Wednesday, July 1, 2009

Update from the doctor

I spoke with the nurse at my Ob's office yesterday and she still did not have my beta results from Saturday. She will probably call me today, but since I won't be home all day, I probably will not get the results until tomorrow.
She did say that it was unlikely that my numbers were less than 5 based on last weeks beta. When I asked about the bleeding, she said that it was a good thing that I began bleeding again, because if I didn't (with her estimating my betas) they would have to go in there and do a D&C. Luckily, the bleeding tapered off yesterday to just the brownish stuff.
I read on some website that in order for it to be considered a new cycle, you have to go 20 days without bleeding, before bleeding again. So who knows. I thought we might be inseming again at the end of July/beginning of August, but now it might be mid-to-late August, or even later. Whatever my body decides.
Today would have been our gender ultrasound. I have a full day planned outside of the house, and as of right now, I can't decide if that is a good thing or not so good.

4 comments:

Anonymous said...

You're such a trooper through all of this! I can't believe they don't have your betas back yet!

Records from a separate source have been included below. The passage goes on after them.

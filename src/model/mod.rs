//! External model collaborator.
//!
//! The pretrained synthesis model lives behind the [`SpeechModel`] trait;
//! the heavy lifting happens on the model server, reached over HTTP by
//! [`HttpModel`]. Tests substitute a mock.

mod client;
mod types;

pub use client::{DEFAULT_PORT, HttpModel};
pub use types::{GenerateRequest, LoadRequest, ModelError, ModelInfo, SynthesisParameters};

use crate::audio::Waveform;

/// Contract with the pretrained text-to-speech model.
#[cfg_attr(test, mockall::automock)]
pub trait SpeechModel: Send + Sync {
    /// Synthesize one sentence with the fixed per-run parameters.
    fn generate(&self, text: &str, params: &SynthesisParameters) -> Result<Waveform, ModelError>;

    /// Output sample rate of generated waveforms.
    fn sample_rate(&self) -> u32;
}

#[cfg(test)]
mod tests {
    use super::*;

    // ===========================================
    // SpeechModel trait tests with mocks
    // ===========================================

    #[test]
    fn test_mock_model_generate_success() {
        let mut mock = MockSpeechModel::new();

        mock.expect_generate()
            .withf(|text, params| text == "Hello there, world." && params.temperature == 0.7)
            .times(1)
            .returning(|_, _| Ok(Waveform::new(vec![0.1; 200], 24_000)));

        let params = SynthesisParameters::default();
        let wave = mock.generate("Hello there, world.", &params).unwrap();

        assert_eq!(wave.len(), 200);
        assert_eq!(wave.sample_rate(), 24_000);
    }

    #[test]
    fn test_mock_model_generate_failure() {
        let mut mock = MockSpeechModel::new();

        mock.expect_generate()
            .times(1)
            .returning(|_, _| Err(ModelError::GenerationFailed("decoder overflow".to_string())));

        let params = SynthesisParameters::default();
        let result = mock.generate("A sentence that fails.", &params);

        assert!(matches!(result, Err(ModelError::GenerationFailed(_))));
    }

    #[test]
    fn test_mock_model_sample_rate() {
        let mut mock = MockSpeechModel::new();
        mock.expect_sample_rate().return_const(24_000u32);

        assert_eq!(mock.sample_rate(), 24_000);
    }

    // ===========================================
    // SynthesisParameters tests
    // ===========================================

    #[test]
    fn test_parameters_defaults() {
        let params = SynthesisParameters::default();

        assert_eq!(params.repetition_penalty, 1.1);
        assert_eq!(params.min_p, 0.02);
        assert_eq!(params.top_p, 0.95);
        assert_eq!(params.temperature, 0.7);
        assert_eq!(params.exaggeration, 0.3);
        assert_eq!(params.cfg_weight, 0.7);
        assert!(params.audio_prompt_path.is_none());
    }

    #[test]
    fn test_parameters_builder() {
        let params = SynthesisParameters::new()
            .with_temperature(0.9)
            .with_cfg_weight(1.2)
            .with_reference("/tmp/ref.wav");

        assert_eq!(params.temperature, 0.9);
        assert_eq!(params.cfg_weight, 1.2);
        assert_eq!(
            params.audio_prompt_path,
            Some(std::path::PathBuf::from("/tmp/ref.wav"))
        );
    }

    #[test]
    fn test_parameters_describe_includes_reference() {
        let params = SynthesisParameters::new().with_reference("/tmp/ref.wav");
        let lines = params.describe();

        assert_eq!(lines.len(), 7);
        assert!(lines.iter().any(|l| l.contains("/tmp/ref.wav")));
    }

    #[test]
    fn test_parameters_describe_skips_missing_reference() {
        let lines = SynthesisParameters::default().describe();
        assert_eq!(lines.len(), 6);
    }

    // ===========================================
    // Wire format tests
    // ===========================================

    #[test]
    fn test_generate_request_flattens_parameters() {
        let request = GenerateRequest {
            text: "Hello there, world.".to_string(),
            params: SynthesisParameters::default().with_reference("/local/ref.wav"),
            audio_prompt_path: Some("/srv/uploads/ref.wav".to_string()),
        };

        let json = serde_json::to_value(&request).unwrap();

        assert_eq!(json["text"], "Hello there, world.");
        assert!((json["temperature"].as_f64().unwrap() - 0.7).abs() < 1e-6);
        // The local path is skipped; only the uploaded server path goes out.
        assert_eq!(json["audio_prompt_path"], "/srv/uploads/ref.wav");
    }

    #[test]
    fn test_generate_request_omits_absent_reference() {
        let request = GenerateRequest {
            text: "Hello there, world.".to_string(),
            params: SynthesisParameters::default(),
            audio_prompt_path: None,
        };

        let json = serde_json::to_value(&request).unwrap();
        assert!(json.get("audio_prompt_path").is_none());
    }

    #[test]
    fn test_model_info_deserialize() {
        let json = r#"{
            "status": "loaded",
            "model": "chatterbox",
            "device": "cuda:0",
            "sample_rate": 24000
        }"#;

        let info: ModelInfo = serde_json::from_str(json).unwrap();
        assert_eq!(info.status, "loaded");
        assert_eq!(info.device, "cuda:0");
        assert_eq!(info.sample_rate, 24_000);
    }
}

Be sure to continue to take care of yourself. xoxo

Jen said...

I am so sorry that you have been through so much! I think it is best to let your body heal and recover from the trauma and maybe wait until August at the earliest to try again. I sure hope that they do not have to do a D&C b/c you have already been through the ringer, to add to it would be salt in the wound. You have been so brave. I am not sure I would be able to get out of bed.

Anonymous said...

I didn't start a new cycle until 34 days after my m/c. I did have off and on bleeding for about 2-3 weeks after the m/c though. My beta's didn't return to normal until about a month after the m/c. Hope you are close to the end of the bleeds and that things get back to normal soon. xo

tbean said...

Thinking of you today. Sorry it has to be sooo long before you can try again.